By John Boch via The Truth About Guns
What happens when a former Pizza Hut employee in Charlotte, NC returns to the store with two buddies to rob it and is shot DRT (dead right there)? Do the misguided youth’s parents blame their son for committing an armed robbery or themselves for their failed parenting? Of course not! They blame the good guy with a gun defended himself and others in the store. WBTV has the story:
Charlotte, NC (WBTV) –It’s been a difficult week for parents Temia Hairston and Michael Grace Sr. (above). Their son, Michael Grace Jr (below), was shot and killed during an attempted robbery early Sunday morning. . .

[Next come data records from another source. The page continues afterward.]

//! folio - convert a batch of scanned documents and images to text.
//!
//! # Usage
//!
//! ```text
//! folio process scans/*.pdf notes.png
//! folio process --local --timeout 60 page1.png page2.png
//! folio process --export week1.pdf       # also create Notion pages
//! folio config                           # print the effective configuration
//! ```
//!
//! # Configuration
//!
//! Read from `--config`, or `~/.config/folio/config.toml` when present,
//! then overridden by environment variables (a `.env` file is loaded first):
//!
//! - `FOLIO_EXTRACTION_BACKEND` - `remote` (default) or `local`
//! - `FOLIO_EXTRACTION_ENDPOINT` - OCR service base URL
//! - `FOLIO_ITEM_TIMEOUT_SECS` - per-file timeout, `0` disables it
//! - `NOTION_API_KEY`, `NOTION_PARENT_PAGE_ID` - required for `--export`
//!
//! Ctrl-C abandons the running batch.

use std::path::PathBuf;
use std::sync::Arc;

use anyhow::{Context, Result};
use clap::{Parser, Subcommand};
use folio_core::{
    export_succeeded, BatchOrchestrator, BatchSession, ErrorClassifier, ExtractionBackend,
    FileHandle, FolioConfig, OrchestratorConfig,
};
use folio_extractors::ExtractorFactory;
use folio_notion::NotionExporter;
use futures::StreamExt;
use tracing_subscriber::{layer::SubscriberExt, util::SubscriberInitExt, EnvFilter};

mod report;

#[derive(Debug, Parser)]
#[command(name = "folio", version, about = "Batch document-to-text conversion")]
struct Cli {
    /// Configuration file (.toml, .json or .yaml)
    #[arg(short, long, global = true, env = "FOLIO_CONFIG")]
    config: Option<PathBuf>,

    #[command(subcommand)]
    command: Command,
}

#[derive(Debug, Subcommand)]
enum Command {
    /// Convert files to text, one at a time in the given order
    Process {
        /// Files to convert
        #[arg(required = true)]
        files: Vec<PathBuf>,

        /// Extract in-process instead of calling the OCR service
        #[arg(long)]
        local: bool,

        /// Per-file timeout in seconds (0 disables it)
        #[arg(long)]
        timeout: Option<u64>,

        /// Export the converted documents to Notion
        #[arg(long)]
        export: bool,

        /// Print the summary as JSON on stdout
        #[arg(long)]
        json: bool,
    },
    /// Print the effective configuration as JSON
    Config,
}

#[tokio::main]
async fn main() -> Result<()> {
    dotenvy::dotenv().ok();

    // Logs go to stderr; stdout carries the report.
    tracing_subscriber::registry()
        .with(
            tracing_subscriber::fmt::layer()
                .with_writer(std::io::stderr)
                .with_target(false),
        )
        .with(EnvFilter::try_from_default_env().unwrap_or_else(|_| EnvFilter::new("warn")))
        .init();

    let cli = Cli::parse();
    let result = run(cli).await;
    if let Some(hint) = result.as_ref().err().and_then(report::error_hint) {
        eprintln!("{}", hint);
    }
    result
}

async fn run(cli: Cli) -> Result<()> {
    let config = load_config(cli.config.as_deref())?;

    match cli.command {
        Command::Process {
            files,
            local,
            timeout,
            export,
            json,
        } => {
            let mut config = config;
            if local {
                config.extraction.backend = ExtractionBackend::Local;
            }
            if let Some(secs) = timeout {
                config.pipeline.item_timeout_secs = (secs > 0).then_some(secs);
            }
            process(config, files, export, json).await
        }
        Command::Config => {
            println!("{}", serde_json::to_string_pretty(&config)?);
            Ok(())
        }
    }
}

fn load_config(path: Option<&std::path::Path>) -> Result<FolioConfig> {
    let config = match path {
        Some(path) => FolioConfig::from_file(path)
            .with_context(|| format!("Failed to load config from {}", path.display()))?
            .with_env_overrides(),
        None => {
            let default_path = FolioConfig::default_path();
            if default_path.exists() {
                tracing::debug!(path = %default_path.display(), "Loading config");
                FolioConfig::from_file(&default_path)?.with_env_overrides()
            } else {
                FolioConfig::from_env()
            }
        }
    };
    config.validate()?;
    Ok(config)
}

async fn process(
    config: FolioConfig,
    paths: Vec<PathBuf>,
    export: bool,
    json: bool,
) -> Result<()> {
    // Fail before converting anything if export cannot work.
    let exporter = if export {
        Some(NotionExporter::from_env(config.notion.clone())?)
    } else {
        None
    };

    let mut files = Vec::with_capacity(paths.len());
    for path in &paths {
        let file = FileHandle::from_path(path)
            .await
            .with_context(|| format!("Cannot read {}", path.display()))?;
        files.push(Arc::new(file));
    }

    let service = ExtractorFactory::service(&config.extraction)?;
    tracing::info!(
        backend = ?config.extraction.backend,
        files = files.len(),
        "Starting batch"
    );
    let orchestrator = BatchOrchestrator::new(
        service,
        ErrorClassifier::with_config(&config.classifier),
        OrchestratorConfig::from(&config.pipeline),
    );
    let mut session = BatchSession::new(orchestrator);
    let mut run = session.start_batch(files)?;

    let interrupted = loop {
        tokio::select! {
            event = run.next() => match event {
                Some(progress) => {
                    if let Some(line) = report::progress_line(&progress) {
                        eprintln!("{}", line);
                    }
                }
                None => break false,
            },
            _ = tokio::signal::ctrl_c() => break true,
        }
    };

    let summary = session.summary();
    if interrupted {
        session.reset_batch();
        eprintln!("Interrupted; batch abandoned.");
        if !summary.is_empty() {
            eprint!("{}", report::summary_text(&summary));
        }
        std::process::exit(130);
    }

    if json {
        println!("{}", serde_json::to_string_pretty(&summary)?);
    } else {
        print!("{}", report::summary_text(&summary));
    }

    if let Some(exporter) = exporter {
        if summary.succeeded.is_empty() {
            eprintln!("Nothing to export.");
        } else {
            let report = export_succeeded(&summary, &exporter).await?;
            eprint!("{}", report::export_text(&report));
        }
    }

    if summary.failed.is_empty() {
        Ok(())
    } else {
        std::process::exit(1);
    }
}
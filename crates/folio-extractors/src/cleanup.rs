//! OCR text cleanup.
//!
//! Normalizes raw OCR output: drops non-printable characters, collapses
//! runs of spaces and blank lines, fixes spacing around punctuation, and
//! regroups sentences into paragraphs of roughly
//! [`PARAGRAPH_TARGET`] characters separated by a blank line.

use folio_core::{CleanupStats, ExtractionOutput};
use once_cell::sync::Lazy;
use regex::Regex;

/// Paragraphs are closed at the first sentence end past this many characters.
pub const PARAGRAPH_TARGET: usize = 500;

static SPACE_RUNS: Lazy<Regex> = Lazy::new(|| Regex::new(r" +").expect("valid regex"));

static BLANK_LINE_RUNS: Lazy<Regex> = Lazy::new(|| Regex::new(r"\n{3,}").expect("valid regex"));

static SPACE_BEFORE_PUNCT: Lazy<Regex> =
    Lazy::new(|| Regex::new(r" +([,.!?;:])").expect("valid regex"));

static MISSING_SPACE_AFTER_PUNCT: Lazy<Regex> =
    Lazy::new(|| Regex::new(r"([,.!?;:])([A-Za-z])").expect("valid regex"));

static SENTENCE_END: Lazy<Regex> = Lazy::new(|| Regex::new(r"([.!?])\s+").expect("valid regex"));

/// Clean raw OCR text. Blank input yields an empty string.
pub fn clean_text(text: &str) -> String {
    if text.trim().is_empty() {
        return String::new();
    }

    let printable: String = text.chars().filter(|c| is_printable(*c)).collect();
    let text = SPACE_RUNS.replace_all(&printable, " ");
    let text = BLANK_LINE_RUNS.replace_all(&text, "\n\n");
    let text = SPACE_BEFORE_PUNCT.replace_all(&text, "$1");
    let text = MISSING_SPACE_AFTER_PUNCT.replace_all(&text, "$1 $2");

    regroup_paragraphs(&text).join("\n\n").trim().to_string()
}

/// Clean `raw_text` and package it with its statistics.
pub fn process_text(filename: impl Into<String>, raw_text: String) -> ExtractionOutput {
    let cleaned_text = clean_text(&raw_text);
    let cleanup_stats = CleanupStats::compute(&raw_text, &cleaned_text);

    ExtractionOutput {
        filename: filename.into(),
        raw_text_length: cleanup_stats.original_length,
        cleaned_text_length: cleanup_stats.cleaned_length,
        has_text: !cleaned_text.trim().is_empty(),
        raw_text,
        cleaned_text,
        cleanup_stats,
    }
}

/// ASCII letters, digits, punctuation and whitespace.
fn is_printable(c: char) -> bool {
    c.is_ascii_graphic() || matches!(c, ' ' | '\t' | '\n' | '\r' | '\x0b' | '\x0c')
}

fn regroup_paragraphs(text: &str) -> Vec<String> {
    let mut paragraphs = Vec::new();
    let mut current = String::new();
    let mut last = 0;

    for caps in SENTENCE_END.captures_iter(text) {
        let (Some(whole), Some(punct)) = (caps.get(0), caps.get(1)) else {
            continue;
        };
        push_sentence(&text[last..punct.end()], &mut current);
        last = whole.end();

        if current.chars().count() > PARAGRAPH_TARGET {
            paragraphs.push(current.trim().to_string());
            current.clear();
        }
    }
    push_sentence(&text[last..], &mut current);

    if !current.trim().is_empty() {
        paragraphs.push(current.trim().to_string());
    }
    paragraphs
}

fn push_sentence(sentence: &str, current: &mut String) {
    if !current.is_empty() && !sentence.is_empty() {
        current.push(' ');
    }
    current.push_str(sentence);
}
//! Traits for the external capabilities the pipeline calls into.

mod exporter;
mod extraction;

pub use exporter::{ExportDocument, ExportError, ExportReceipt, WorkspaceExporter};
pub use extraction::{ExtractionFailure, ExtractionService};

#[cfg(test)]
pub use exporter::MockWorkspaceExporter;
#[cfg(test)]
pub use extraction::MockExtractionService;
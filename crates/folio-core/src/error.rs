//! Error types for folio operations.
//!
//! Only orchestration-level failures live here. Per-item extraction
//! failures never surface as `FolioError`; they are captured into the
//! item as an [`ItemError`](crate::types::ItemError).

use thiserror::Error;

/// Result type alias for folio operations.
pub type FolioResult<T> = Result<T, FolioError>;

/// Main error type for batch-level operations.
#[derive(Error, Debug)]
pub enum FolioError {
    /// A batch was requested without any files.
    #[error("Cannot start a batch with an empty file selection")]
    EmptySelection,

    /// Input validation failed.
    #[error("Validation error: {message}")]
    Validation {
        message: String,
        code: ErrorCode,
        suggestion: Option<String>,
    },

    /// A lifecycle transition was rejected by the batch state machine.
    #[error("Invalid transition: {message}")]
    InvalidTransition { message: String },

    /// Export was requested for a batch with no succeeded items.
    #[error("No succeeded items to export")]
    NothingToExport,

    /// Retry was requested before any batch was started.
    #[error("No previous file selection to retry")]
    NothingToRetry,

    /// Configuration error.
    #[error("Configuration error: {0}")]
    Configuration(String),

    /// IO error.
    #[error("IO error: {0}")]
    Io(#[from] std::io::Error),
}

/// Error codes for programmatic handling.
#[derive(Debug, Clone, Copy, PartialEq, Eq)]
pub enum ErrorCode {
    // Validation (VAL_xxx)
    ValEmptySelection,
    ValInvalidInput,

    // State machine (STATE_xxx)
    StateInvalidTransition,

    // Export (EXP_xxx)
    ExpNothingToExport,

    // Retry (RETRY_xxx)
    RetryNothingToRetry,

    // Configuration (CFG_xxx)
    CfgInvalid,

    // IO (IO_xxx)
    Io,
}

impl ErrorCode {
    /// Get the string representation of the error code.
    pub fn as_str(&self) -> &'static str {
        match self {
            ErrorCode::ValEmptySelection => "VAL_001",
            ErrorCode::ValInvalidInput => "VAL_002",
            ErrorCode::StateInvalidTransition => "STATE_001",
            ErrorCode::ExpNothingToExport => "EXP_001",
            ErrorCode::RetryNothingToRetry => "RETRY_001",
            ErrorCode::CfgInvalid => "CFG_001",
            ErrorCode::Io => "IO_001",
        }
    }
}

impl FolioError {
    /// Create a validation error with suggestion.
    pub fn validation_with_suggestion(
        message: impl Into<String>,
        suggestion: impl Into<String>,
    ) -> Self {
        Self::Validation {
            message: message.into(),
            code: ErrorCode::ValInvalidInput,
            suggestion: Some(suggestion.into()),
        }
    }

    /// Create an invalid transition error.
    pub fn invalid_transition(message: impl Into<String>) -> Self {
        Self::InvalidTransition {
            message: message.into(),
        }
    }

    /// Get the error code.
    pub fn code(&self) -> ErrorCode {
        match self {
            Self::EmptySelection => ErrorCode::ValEmptySelection,
            Self::Validation { code, .. } => *code,
            Self::InvalidTransition { .. } => ErrorCode::StateInvalidTransition,
            Self::NothingToExport => ErrorCode::ExpNothingToExport,
            Self::NothingToRetry => ErrorCode::RetryNothingToRetry,
            Self::Configuration(_) => ErrorCode::CfgInvalid,
            Self::Io(_) => ErrorCode::Io,
        }
    }

    /// Get a user-friendly suggestion for resolving this error.
    pub fn suggestion(&self) -> Option<&str> {
        match self {
            Self::EmptySelection => Some("Select at least one file before starting a batch"),
            Self::Validation { suggestion, .. } => suggestion.as_deref(),
            Self::NothingToExport => Some("Only successfully converted files can be exported"),
            Self::NothingToRetry => Some("Start a batch first"),
            Self::Configuration(_) => Some("Please check your folio configuration file"),
            Self::InvalidTransition { .. } | Self::Io(_) => None,
        }
    }
}

#[cfg(test)]
mod tests {
    use super::*;

    #[test]
    fn test_empty_selection_error() {
        let err = FolioError::EmptySelection;
        assert_eq!(err.code(), ErrorCode::ValEmptySelection);
        assert!(err.suggestion().is_some());
        assert!(err.to_string().contains("empty file selection"));
    }

    #[test]
    fn test_validation_error_carries_suggestion() {
        let err =
            FolioError::validation_with_suggestion("'notes' is not a regular file", "Pass files");
        assert_eq!(err.code(), ErrorCode::ValInvalidInput);
        assert_eq!(err.code().as_str(), "VAL_002");
        assert!(err.to_string().contains("notes"));
        assert_eq!(err.suggestion(), Some("Pass files"));
    }

    #[test]
    fn test_io_error_has_no_suggestion() {
        let err = FolioError::from(std::io::Error::new(std::io::ErrorKind::NotFound, "gone"));
        assert_eq!(err.code(), ErrorCode::Io);
        assert_eq!(err.suggestion(), None);
    }

    #[test]
    fn test_error_code_as_str() {
        assert_eq!(ErrorCode::ValEmptySelection.as_str(), "VAL_001");
        assert_eq!(ErrorCode::StateInvalidTransition.as_str(), "STATE_001");
    }
}
//! Extraction capability trait.

use async_trait::async_trait;
use thiserror::Error;

use crate::types::{ExtractionOutput, FileHandle};

/// Raw failure reported by an extraction capability, before classification.
#[derive(Error, Debug, Clone, PartialEq, Eq)]
#[error("{message}")]
pub struct ExtractionFailure {
    /// Error text exactly as the capability reported it.
    pub message: String,
    /// Status code of the remote response, if there was one.
    pub status: Option<u16>,
    /// Set when the call never produced a response (connect/transport errors).
    pub retriable: bool,
}

impl ExtractionFailure {
    /// Create a failure from a message alone.
    pub fn new(message: impl Into<String>) -> Self {
        Self {
            message: message.into(),
            status: None,
            retriable: false,
        }
    }

    /// Create a failure carrying a response status.
    pub fn with_status(message: impl Into<String>, status: u16) -> Self {
        Self {
            message: message.into(),
            status: Some(status),
            retriable: false,
        }
    }

    /// Create a failure for a call that never got a response.
    pub fn transport(message: impl Into<String>) -> Self {
        Self {
            message: message.into(),
            status: None,
            retriable: true,
        }
    }
}

/// Converts one file into text. Invoked at most once per item per run.
#[cfg_attr(test, mockall::automock)]
#[async_trait]
pub trait ExtractionService: Send + Sync {
    /// Extract and clean the text of a file.
    async fn submit(&self, file: &FileHandle) -> Result<ExtractionOutput, ExtractionFailure>;
}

Hairston said she learned of her son’s death on social media, and only got confirmation from police after contacting them first. The grieving mother said she has been left with dozens of questions about the situation that have thus far gone unanswered.
“If there was to be a death, it was not the place of the employee at Pizza Hut. That is the place of law enforcement,” said Hairston . . .
Hairston and Grace Sr acknowledged that their son was breaking the law by robbing the business, and said they definitely don’t condone what he did.
“It was an act of desperation, but I do not believe that Michael would have hurt anyone,” said Hairston . . .
They said Grace Jr had fallen on hard times and resorted to crime to provide for his own child.
So the armed stick-up man was the real victim. It almost sounds as if she knew her boy had turned to criminal endeavors for his income. If so, instead of reporting him, she swept it under the rug.
They also said their son used to work at the same Pizza Hut restaurant where the robbery happened. They maintain he never would have physically hurt anyone during the robbery.
In all likelihood, Grace Jr. thought the restaurant would be a place he could rob without opposition, given Pizza Hut’s no-guns-at-work policy. But Grace Jr. thought wrong; an employee put defending his life above a misguided corporate policy. And in doing so, the good guy with a gun may have saved his own life and those of his fellow employees.
“Why in the hell did this guy have a gun?” questioned Hairston about the employee who shot her son.
The employee had a gun because there are violent thugs out there (like Ms. Hairston’s son) who possess neither impulse control nor decency.
She said her son was shot in the head, and she thinks the shooting may have even been personal, citing past conflicts Grace Jr had had with other employees at the restaurant.
So threatening to kill people if they don’t surrender their money isn’t “personal”? Was that just business? No matter how you look at it, if Grace Jr. hadn’t threatened others with a gun, demanding that which wasn’t his, he’d still be alive today.
“This wasn’t a body shot. This was a head shot. My son was shot in the left side of his head just behind his ear. A headshot is personal,” said Hairston.
No, Ms. Hairston, a headshot isn’t personal. It’s final.
Even though their son was in the process of committing a crime, the family thinks his death was undeserved and unjustified.
“Even a criminal has a right to a degree,” said Grace Sr. “I’m not advocating what my son did.”
Someone’s been drinking from the entitlement well a little too long. The only thing her son would have been entitled to — if he’d survived — was a trial by a jury of his peers.
The family said they want Pizza Hut to release more information about the situation and acknowledge that their son used to be a Pizza Hut employee . . .
Hairston said she thinks the employee who shot her son needs to be in jail, and wants all parties involved in the situation to be honest about what happened.
Until Temia Hairston and Michael Grace Sr. can face the truth of what their son did, they’ll never find the honesty they supposedly seek. As poet David Whyte put it, “honesty is grounded in humility and indeed in humiliation, and in admitting exactly where we are powerless.”